MATERIAL TO PROCESS:

▬▬▬▬▬▬▬▬▬▬

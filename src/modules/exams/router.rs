use axum::{
    Router,
    routing::{get, put},
};

use crate::modules::exams::controller::{
    create_exam, create_exam_result, delete_exam, delete_exam_result, get_exam, list_exam_results,
    list_exams, update_exam, update_exam_result,
};
use crate::state::AppState;

pub fn init_exams_router() -> Router<AppState> {
    Router::new()
        .route("/", get(list_exams).post(create_exam))
        .route("/{id}", get(get_exam).put(update_exam).delete(delete_exam))
        .route(
            "/{id}/results",
            get(list_exam_results).post(create_exam_result),
        )
}

pub fn init_exam_results_router() -> Router<AppState> {
    Router::new().route("/{id}", put(update_exam_result).delete(delete_exam_result))
}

▬▬▬▬▬▬▬▬▬▬

WORK TO COMPLETE: Return the full listing, word for word.

THE ANSWER:
filename src/modules/exams/router.rs
use axum::{
    Router,
    routing::{get, put},
};

use crate::modules::exams::controller::{
    create_exam, create_exam_result, delete_exam, delete_exam_result, get_exam, list_exam_results,
    list_exams, update_exam, update_exam_result,
};
use crate::state::AppState;

pub fn init_exams_router() -> Router<AppState> {
    Router::new()
        .route("/", get(list_exams).post(create_exam))
        .route("/{id}", get(get_exam).put(update_exam).delete(delete_exam))
        .route(
            "/{id}/results",
            get(list_exam_results).post(create_exam_result),
        )
}

pub fn init_exam_results_router() -> Router<AppState> {
    Router::new().route("/{id}", put(update_exam_result).delete(delete_exam_result))
}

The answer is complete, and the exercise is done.